Quite the most awful thing I ever set eyes on was early one morning, close to Soissons. The Germans had taken up a position of great strategical value, and entrenched themselves so cleverly that nothing on earth seemed to shift them. They had got to be shifted, however, and, because we didn’t make any attempts to do it by direct attack, they got a bit “chesty,” and fancied themselves quite secure. All the while our engineers were feverishly at work night and day, carefully burrowing their way through the ground to where the Germans were. One morning everything was ready. We opened fire, and a feint was made against the position. The Germans stood to arms behind their trenches, and kept firing at us. We knew what was coming, and didn’t press too closely, but just at the appointed time there was a terrible roar in front, and a great big cloud of earth, stones, and the mangled limbs of men and horses shot up into the sky. The mine which our mud-larks had been preparing for so long had been sprung at last, and the German defenders of the trenches saw for themselves that it is not always the open foe that is to be feared most. For yards around that position the sight was a sickening one. Many of the defenders were torn limb from limb, and the cries of those who remained alive were awful. I never saw anything to equal it, except on one occasion when I was in a pit explosion in the North: A Corporal of the Coldstream Guards.

“One Red Burial Blent”

The Germans are getting up to all the tricks of the trade so far as making themselves secure against infantry or shell fire is concerned. At first they didn’t seem to mind what happened, and were always on the move just to walk over us, but when they found that it took two to make a bargain in the walking-over line they began to get more cautious, and now they get into holes in the ground that would make you think you had gone out rabbit-hunting if it weren’t for the size of the game when you catch them. Their trenches are mighty deep, and you can’t always say rightly what’s in them.
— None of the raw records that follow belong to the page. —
//! # Error Types
//!
//! Error handling for the wire codec and the protocol version gate.
//!
//! ## Error Categories
//! - **Structural Errors**: truncated input, bad offsets, inconsistent bitmasks,
//!   malformed VarInts, invalid UTF-8, out-of-range enum values
//! - **Dispatch Errors**: unknown variant type ids, recursion depth violations
//! - **Encode Errors**: capacity violations, values that do not match their layout
//! - **Handshake Errors**: protocol hash mismatch, codec use before verification
//! - **Startup Errors**: invalid schema definitions, configuration problems
//!
//! Every structural variant carries only `Copy` data. The validator builds these
//! errors on its hot path, and it must not allocate.
//!
//! ## Example Usage
//! ```rust
//! use game_wire_protocol::error::{ErrorKind, ProtocolError};
//!
//! let err = ProtocolError::TruncatedInput { position: 4, needed: 8, available: 2 };
//! assert_eq!(err.kind(), ErrorKind::TruncatedInput);
//! assert!(err.is_structural());
//! ```

use serde::{Deserialize, Serialize};
use std::io;
use thiserror::Error;

/// Error message constants to reduce allocations in error paths.
pub mod constants {
    /// Schema construction errors
    pub const ERR_DUPLICATE_FIELD: &str = "Duplicate field name";
    pub const ERR_EMPTY_NAME: &str = "Layout and field names cannot be empty";
    pub const ERR_FIXED_EMBED_VARIABLE: &str =
        "Fixed embedded layout must not contain variable fields";
    pub const ERR_RECURSIVE_NOT_NULLABLE: &str =
        "Recursive single-link field must be nullable";
    pub const ERR_DUPLICATE_TYPE_ID: &str = "Duplicate variant type id";
    pub const ERR_DUPLICATE_TABLE: &str = "Duplicate dispatch table id";
    pub const ERR_DUPLICATE_LAYOUT: &str = "Duplicate layout name";
    pub const ERR_UNKNOWN_TABLE: &str = "Layout references an unregistered dispatch table";
    pub const ERR_ZERO_WIDTH_ELEMENT: &str =
        "Collection and map elements must occupy at least one byte";

    /// Encode-side mismatches
    pub const ERR_UNKNOWN_FIELD: &str = "Unknown field";
    pub const ERR_MISSING_FIELD: &str = "Missing value for non-nullable field";
    pub const ERR_WRONG_SHAPE: &str = "Value does not match field kind";
    pub const ERR_WRONG_LAYOUT: &str = "Record belongs to a different layout";
    pub const ERR_VARIANT_LAYOUT: &str = "Variant record does not match its registered layout";

    /// Handshake errors
    pub const ERR_HANDSHAKE_INCOMPLETE: &str = "Protocol hash not verified yet";
    pub const ERR_CONNECTION_CLOSED: &str = "Connection closed";
}

/// Allocation-free discriminant of a [`ProtocolError`].
///
/// This is what a [`ValidationResult`](crate::core::validator::ValidationResult)
/// reports as its reason.
#[derive(Debug, Clone, Copy, PartialEq, Eq, Hash, Serialize, Deserialize)]
pub enum ErrorKind {
    Io,
    TruncatedInput,
    InvalidOffset,
    BitmaskInconsistent,
    UnknownVariantId,
    DepthExceeded,
    LengthExceedsCapacity,
    MalformedVarInt,
    InvalidUtf8,
    InvalidEnumValue,
    SchemaMismatch,
    VersionMismatch,
    HandshakeIncomplete,
    ConnectionClosed,
    InvalidSchema,
    Config,
}

// ProtocolError is the primary error type for all protocol operations
#[derive(Error, Debug, Serialize, Deserialize)]
pub enum ProtocolError {
    #[error("I/O error: {0}")]
    #[serde(skip_serializing, skip_deserializing)]
    Io(#[from] io::Error),

    #[error("Truncated input: {needed} bytes needed at position {position}, {available} available")]
    TruncatedInput {
        position: usize,
        needed: usize,
        available: usize,
    },

    #[error("Invalid offset {offset} in slot at position {position} (expected {expected})")]
    InvalidOffset {
        position: usize,
        offset: usize,
        expected: usize,
    },

    #[error("Null bitmask byte {byte:#04x} at position {position} has unused bits set")]
    BitmaskInconsistent { position: usize, byte: u8 },

    #[error("Unknown variant type id {type_id} in dispatch table {table}")]
    UnknownVariantId { table: u16, type_id: u32 },

    #[error("Recursion depth {depth} exceeds maximum of {max_depth}")]
    DepthExceeded { depth: usize, max_depth: usize },

    #[error("Length {length} exceeds capacity of {capacity}")]
    LengthExceedsCapacity { length: usize, capacity: usize },

    #[error("Malformed VarInt at position {position}")]
    MalformedVarInt { position: usize },

    #[error("Invalid UTF-8 string at position {position}")]
    InvalidUtf8 { position: usize },

    #[error("Enum value {value} at position {position} is out of range (variants: {variant_count})")]
    InvalidEnumValue {
        position: usize,
        value: u8,
        variant_count: u8,
    },

    #[error("Schema mismatch: {0}")]
    SchemaMismatch(String),

    #[error("Protocol version mismatch: expected {expected}, received {received}")]
    VersionMismatch { expected: String, received: String },

    #[error("Protocol hash not verified yet")]
    HandshakeIncomplete,

    #[error("Connection closed")]
    ConnectionClosed,

    #[error("Invalid schema: {0}")]
    InvalidSchema(String),

    #[error("Configuration error: {0}")]
    ConfigError(String),
}

impl ProtocolError {
    /// The allocation-free discriminant of this error
    pub fn kind(&self) -> ErrorKind {
        match self {
            ProtocolError::Io(_) => ErrorKind::Io,
            ProtocolError::TruncatedInput { .. } => ErrorKind::TruncatedInput,
            ProtocolError::InvalidOffset { .. } => ErrorKind::InvalidOffset,
            ProtocolError::BitmaskInconsistent { .. } => ErrorKind::BitmaskInconsistent,
            ProtocolError::UnknownVariantId { .. } => ErrorKind::UnknownVariantId,
            ProtocolError::DepthExceeded { .. } => ErrorKind::DepthExceeded,
            ProtocolError::LengthExceedsCapacity { .. } => ErrorKind::LengthExceedsCapacity,
            ProtocolError::MalformedVarInt { .. } => ErrorKind::MalformedVarInt,
            ProtocolError::InvalidUtf8 { .. } => ErrorKind::InvalidUtf8,
            ProtocolError::InvalidEnumValue { .. } => ErrorKind::InvalidEnumValue,
            ProtocolError::SchemaMismatch(_) => ErrorKind::SchemaMismatch,
            ProtocolError::VersionMismatch { .. } => ErrorKind::VersionMismatch,
            ProtocolError::HandshakeIncomplete => ErrorKind::HandshakeIncomplete,
            ProtocolError::ConnectionClosed => ErrorKind::ConnectionClosed,
            ProtocolError::InvalidSchema(_) => ErrorKind::InvalidSchema,
            ProtocolError::ConfigError(_) => ErrorKind::Config,
        }
    }

    /// True for errors raised while reading untrusted bytes.
    ///
    /// A peer that produced one of these cannot be resynchronized.
    pub fn is_structural(&self) -> bool {
        matches!(
            self.kind(),
            ErrorKind::TruncatedInput
                | ErrorKind::InvalidOffset
                | ErrorKind::BitmaskInconsistent
                | ErrorKind::UnknownVariantId
                | ErrorKind::DepthExceeded
                | ErrorKind::LengthExceedsCapacity
                | ErrorKind::MalformedVarInt
                | ErrorKind::InvalidUtf8
                | ErrorKind::InvalidEnumValue
        )
    }
}

/// Type alias for Results using ProtocolError
pub type Result<T> = std::result::Result<T, ProtocolError>;

#[cfg(test)]
mod tests {
    use super::*;

    #[test]
    fn test_kind_matches_variant() {
        let err = ProtocolError::UnknownVariantId {
            table: 3,
            type_id: 7,
        };
        assert_eq!(err.kind(), ErrorKind::UnknownVariantId);
        assert!(err.is_structural());
        assert!(err.to_string().contains("type id 7"));
    }

    #[test]
    fn test_handshake_errors_are_not_structural() {
        assert!(!ProtocolError::HandshakeIncomplete.is_structural());
        assert!(!ProtocolError::VersionMismatch {
            expected: "aa".into(),
            received: "bb".into(),
        }
        .is_structural());
        assert!(!ProtocolError::SchemaMismatch("x".into()).is_structural());
    }
}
There was a chap of the Warwicks who went peeping into one of these holes the other day, and before he knew what to think he found himself looking down the muzzle of a German rifle. He got out of the way with only a little nick in the arm, but he might have lost his life. They had the dickens of a job to ferret that German out of his place, but they did get him out, though it was only to put him in again, as he wouldn’t surrender, and his pit came in handy for a grave: Gunner Hughes, of the Royal Field Artillery.